[Date Prev][Date Next][Thread Prev][Thread Next][Date Index][Thread Index]
[Condor-users] Dagman lost track of one of it's nodes
- Date: Fri, 19 Nov 2010 10:38:54 -0500
- From: Peter Doherty <doherty@xxxxxxxxxxxxxxxxxxx>
- Subject: [Condor-users] Dagman lost track of one of it's nodes
I was running a large DAG yesterday (100K nodes, on about 800 worker
nodes) After all the jobs finished, the dagman process was still in
the queue, but all the nodes were done.
A little digging revealed the answer. Dagman thought one node was
From the dagman.out file:
11/19/10 09:48:28 Pending DAG nodes:
11/19/10 09:48:28 Node e111_4805t3-2gmva1, Condor ID 9818391, status
and looking at the user job log:
000 (9818391.000.000) 11/18 18:03:47 Job submitted from host: <[ip
001 (9818391.000.000) 11/18 18:03:49 Job executing on host: <[ip
006 (9818391.000.000) 11/18 18:08:57 Image size of job updated: 177728
The job never wrote out status 005 when it exited.

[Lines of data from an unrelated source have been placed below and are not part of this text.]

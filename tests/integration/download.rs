use branchbook_updater::core::{ErrorKind, UpdateError};
use branchbook_updater::upgrade::{
    DownloadManager, DownloadOutcome, EventBus, Subscription, UpdateEvent,
};
use branchbook_updater::utils::fs::partial_path;
use tempfile::TempDir;

use crate::common::{
    FixtureServer, INSTALLER_SIZE, SLOW_CHUNK_SIZE, SLOW_CHUNKS, installer_bytes,
    installer_sha256,
};

fn manager(temp: &TempDir) -> DownloadManager {
    DownloadManager::new(temp.path().join("downloads"), EventBus::new()).unwrap()
}

fn drain(subscription: &mut Subscription) -> Vec<UpdateEvent> {
    std::iter::from_fn(|| subscription.try_recv()).collect()
}

fn assert_well_ordered(events: &[UpdateEvent]) {
    let (last, progress) = events.split_last().expect("at least the terminal event");
    assert!(last.is_terminal(), "last event must be terminal: {last:?}");

    let mut previous = 0;
    for event in progress {
        let UpdateEvent::DownloadProgress(p) = event else {
            panic!("terminal event before the end: {event:?}");
        };
        assert!(p.bytes_received >= previous, "progress went backwards");
        previous = p.bytes_received;
    }
}

#[tokio::test]
async fn test_download_completes_with_progress() {
    let server = FixtureServer::start().await;
    let temp = TempDir::new().unwrap();
    let downloads = manager(&temp);
    let mut subscription = downloads.events().subscribe();

    let handle = downloads
        .start_download(
            &server.url("/files/setup.exe"),
            "Branchbook-Setup-2.0.0.exe",
            Some(&installer_sha256()),
        )
        .await
        .unwrap();

    let outcome = handle.wait().await;
    let DownloadOutcome::Completed {
        path,
        bytes,
    } = outcome
    else {
        panic!("download did not complete: {outcome:?}");
    };
    assert_eq!(bytes, INSTALLER_SIZE as u64);
    assert_eq!(path, handle.destination());
    assert_eq!(std::fs::read(&path).unwrap(), installer_bytes());
    assert!(!partial_path(&path).exists());
    assert!(!downloads.is_active());

    let events = drain(&mut subscription);
    assert_well_ordered(&events);
    assert!(matches!(
        events.last(),
        Some(UpdateEvent::DownloadComplete { success: true, .. })
    ));

    let UpdateEvent::DownloadProgress(last_progress) = &events[events.len() - 2] else {
        panic!("expected a final progress event");
    };
    assert_eq!(last_progress.percent, 100);
    assert_eq!(last_progress.total_bytes, INSTALLER_SIZE as u64);
    assert_eq!(last_progress.bytes_received, INSTALLER_SIZE as u64);
}

#[tokio::test]
async fn test_second_download_rejected_first_unaffected() {
    let server = FixtureServer::start().await;
    let temp = TempDir::new().unwrap();
    let downloads = manager(&temp);

    let first = downloads
        .start_download(&server.url("/files/slow.exe"), "slow.exe", None)
        .await
        .unwrap();

    let second = downloads.start_download(&server.url("/files/setup.exe"), "other.exe", None).await;
    assert_eq!(second.unwrap_err(), UpdateError::AlreadyDownloading);
    assert!(!temp.path().join("downloads").join("other.exe").exists());

    match first.wait().await {
        DownloadOutcome::Completed {
            bytes, ..
        } => assert_eq!(bytes, (SLOW_CHUNKS * SLOW_CHUNK_SIZE) as u64),
        other => panic!("first download was disturbed: {other:?}"),
    }

    // The slot is free again
    let third = downloads
        .start_download(&server.url("/files/setup.exe"), "other.exe", None)
        .await
        .unwrap();
    assert!(third.wait().await.is_completed());
}

#[tokio::test]
async fn test_cancel_removes_partial_file() {
    let server = FixtureServer::start().await;
    let temp = TempDir::new().unwrap();
    let downloads = manager(&temp);
    let mut subscription = downloads.events().subscribe();

    let handle = downloads
        .start_download(&server.url("/files/slow.exe"), "slow.exe", None)
        .await
        .unwrap();

    // Wait until bytes are on disk
    match subscription.recv().await {
        Some(UpdateEvent::DownloadProgress(p)) => assert!(p.bytes_received > 0),
        other => panic!("expected progress first, got {other:?}"),
    }
    let partial = partial_path(handle.destination());
    assert!(partial.exists());

    let outcome = downloads.cancel_active().await;
    assert_eq!(outcome, Some(DownloadOutcome::Cancelled));
    assert_eq!(handle.wait().await, DownloadOutcome::Cancelled);
    assert!(!partial.exists());
    assert!(!handle.destination().exists());
    assert!(!downloads.is_active());

    let rest = drain(&mut subscription);
    assert!(matches!(rest.last(), Some(UpdateEvent::DownloadCancelled { .. })));
    assert_eq!(rest.iter().filter(|e| e.is_terminal()).count(), 1);
}

#[tokio::test]
async fn test_http_error_fails_download() {
    let server = FixtureServer::start().await;
    let temp = TempDir::new().unwrap();
    let downloads = manager(&temp);
    let mut subscription = downloads.events().subscribe();

    let handle = downloads
        .start_download(&server.url("/files/missing.exe"), "missing.exe", None)
        .await
        .unwrap();

    match handle.wait().await {
        DownloadOutcome::Failed(UpdateError::HttpStatus {
            status, ..
        }) => assert_eq!(status, 404),
        other => panic!("expected HTTP 404, got {other:?}"),
    }
    assert!(!handle.destination().exists());
    assert!(!partial_path(handle.destination()).exists());

    let events = drain(&mut subscription);
    assert_eq!(events.len(), 1);
    assert!(matches!(
        &events[0],
        UpdateEvent::DownloadComplete { success: false, error: Some(_), .. }
    ));
}

#[tokio::test]
async fn test_checksum_mismatch_discards_download() {
    let server = FixtureServer::start().await;
    let temp = TempDir::new().unwrap();
    let downloads = manager(&temp);

    let wrong = "0".repeat(64);
    let handle = downloads
        .start_download(&server.url("/files/setup.exe"), "setup.exe", Some(&wrong))
        .await
        .unwrap();

    match handle.wait().await {
        DownloadOutcome::Failed(e @ UpdateError::ChecksumMismatch { .. }) => {
            assert_eq!(e.kind(), ErrorKind::Fatal);
        }
        other => panic!("expected a checksum mismatch, got {other:?}"),
    }
    assert!(!handle.destination().exists());
    assert!(!partial_path(handle.destination()).exists());
}

#[tokio::test]
async fn test_unknown_length_download() {
    let server = FixtureServer::start().await;
    let temp = TempDir::new().unwrap();
    let downloads = manager(&temp);
    let mut subscription = downloads.events().subscribe();

    let handle = downloads
        .start_download(&server.url("/files/unsized.exe"), "unsized.exe", None)
        .await
        .unwrap();
    assert!(handle.wait().await.is_completed());

    let events = drain(&mut subscription);
    assert_well_ordered(&events);
    let progress: Vec<_> = events
        .iter()
        .filter_map(|e| match e {
            UpdateEvent::DownloadProgress(p) => Some(p.clone()),
            _ => None,
        })
        .collect();
    assert!(progress.iter().all(|p| p.total_bytes == 0));
    assert_eq!(progress.last().map(|p| p.percent), Some(100));
}

#[tokio::test]
async fn test_truncated_body_is_transient_failure() {
    let server = FixtureServer::start().await;
    let temp = TempDir::new().unwrap();
    let downloads = manager(&temp);

    let handle = downloads
        .start_download(&server.url("/files/truncated.exe"), "truncated.exe", None)
        .await
        .unwrap();

    match handle.wait().await {
        DownloadOutcome::Failed(e) => assert!(e.is_retryable(), "unexpected error: {e}"),
        other => panic!("expected a failure, got {other:?}"),
    }
    assert!(!handle.destination().exists());
    assert!(!partial_path(handle.destination()).exists());
}
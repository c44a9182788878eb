use axum::http::StatusCode;
use branchbook_updater::core::{ErrorKind, UpdateError};
use branchbook_updater::upgrade::{HttpVersionRegistry, Platform, VersionRegistry};
use serde_json::json;
use std::time::Duration;

use crate::common::{FixtureServer, INSTALLER_SIZE, registry_row};

fn registry(base_url: &str, api_key: Option<&str>) -> HttpVersionRegistry {
    HttpVersionRegistry::new(
        base_url,
        "app_versions",
        api_key.map(str::to_string),
        Duration::from_secs(5),
    )
    .unwrap()
}

#[tokio::test]
async fn test_query_shape_and_headers() {
    let server = FixtureServer::start().await;
    server.set_rows(json!([registry_row("2.0.0", "win32", "https://cdn.example.com/setup.exe")]));

    let record = registry(&server.base_url(), Some("anon-key"))
        .latest_published(Platform::Windows)
        .await
        .unwrap()
        .expect("a published record");

    assert_eq!(record.version, "2.0.0");
    assert_eq!(record.platform, Platform::Windows);
    assert_eq!(record.file_size_bytes, INSTALLER_SIZE as u64);
    assert!(record.is_published());

    let seen = server.last_query().expect("registry was queried");
    for part in [
        "select=*",
        "status=eq.published",
        "platform=eq.win32",
        "order=created_at.desc",
        "limit=1",
    ] {
        let encoded_star = part.replace('*', "%2A");
        assert!(
            seen.query.contains(part) || seen.query.contains(&encoded_star),
            "query {:?} is missing {part}",
            seen.query
        );
    }
    assert_eq!(seen.apikey.as_deref(), Some("anon-key"));
    assert_eq!(seen.authorization.as_deref(), Some("Bearer anon-key"));
}

#[tokio::test]
async fn test_no_headers_without_key() {
    let server = FixtureServer::start().await;
    registry(&server.base_url(), None).latest_published(Platform::Linux).await.unwrap();

    let seen = server.last_query().unwrap();
    assert!(seen.apikey.is_none());
    assert!(seen.authorization.is_none());
    assert!(seen.query.contains("platform=eq.linux"));
}

#[tokio::test]
async fn test_empty_result_is_not_an_error() {
    let server = FixtureServer::start().await;
    let result = registry(&server.base_url(), None).latest_published(Platform::MacOs).await;
    assert_eq!(result, Ok(None));
}

#[tokio::test]
async fn test_draft_row_is_ignored() {
    let server = FixtureServer::start().await;
    let mut row = registry_row("3.0.0-beta", "darwin", "https://cdn.example.com/b.dmg");
    row["status"] = json!("draft");
    server.set_rows(json!([row]));

    let result = registry(&server.base_url(), None).latest_published(Platform::MacOs).await;
    assert_eq!(result, Ok(None));
}

#[tokio::test]
async fn test_http_error_status() {
    let server = FixtureServer::start().await;
    server.fail_registry(StatusCode::SERVICE_UNAVAILABLE);

    let err =
        registry(&server.base_url(), None).latest_published(Platform::Windows).await.unwrap_err();
    assert!(matches!(err, UpdateError::HttpStatus { status: 503, .. }));
    assert!(err.is_retryable());
}

#[tokio::test]
async fn test_malformed_row_is_a_registry_error() {
    let server = FixtureServer::start().await;
    server.set_rows(json!([{ "platform": "win32", "status": "published" }]));

    let err =
        registry(&server.base_url(), None).latest_published(Platform::Windows).await.unwrap_err();
    assert!(matches!(err, UpdateError::RegistryResponse { .. }), "got {err:?}");
}

#[tokio::test]
async fn test_slow_registry_times_out() {
    let server = FixtureServer::start().await;
    let slow = HttpVersionRegistry::new(
        server.url("/slow"),
        "app_versions",
        None,
        Duration::from_millis(300),
    )
    .unwrap();

    let started = std::time::Instant::now();
    let err = slow.latest_published(Platform::Windows).await.unwrap_err();
    assert!(matches!(err, UpdateError::Timeout { .. }), "got {err:?}");
    assert_eq!(err.kind(), ErrorKind::Transient);
    assert!(started.elapsed() < Duration::from_secs(4));
}

#[tokio::test]
async fn test_unreachable_registry_is_network_error() {
    // Bind then drop to get a port nobody listens on
    let listener = std::net::TcpListener::bind("127.0.0.1:0").unwrap();
    let addr = listener.local_addr().unwrap();
    drop(listener);

    let err = registry(&format!("http://{addr}"), None)
        .latest_published(Platform::Windows)
        .await
        .unwrap_err();
    assert_eq!(err.kind(), ErrorKind::Transient);
}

But the Schedd saw it exit:
11/18/10 18:03:47 (pid:4586) Starting add_shadow_birthdate(9818391.0)
11/18/10 18:03:47 (pid:4586) Started shadow for job 9818391.0 on machine@xxxxxxxxxxxxx
<[ip removed]:37699?CCBID=[ip removed]:9639#6840> for
user@xxxxxxxxxxx, (shadow pid = 7471)
11/18/10 18:11:01 (pid:4586) Shadow pid 7471 for job 9818391.0 exited
with status 100
11/18/10 18:03:47 Initializing a VANILLA shadow for job 9818391.0
11/18/10 18:03:47 (9818391.0) (7471): Request to run on machine@xxxxxxxxxxxxx
<[ip removed]:37699?CCBID=[ip removed]:9639#6840> was ACCEPTED
11/18/10 18:11:01 (9818391.0) (7471): Job 9818391.0 terminated: exited
with status 0
11/18/10 18:11:01 (9818391.0) (7471): **** condor_shadow
(condor_SHADOW) pid 7471 EXITING WITH STATUS 100
The job wrote out it's stdout,stderr, and other job specific files
okay. Why did this job get orphaned?
I've seen similar things happen with other recent jobs.
I'm running Condor 7.5.4. My guy instinct is that it's related to
running things over NFS. But it's been just one or two jobs in these
100K node dags that seem to exhibit this behavior, and I haven't
really seen any other odd behavior. I don't see anything in the log
files that show an error related to writing out the data.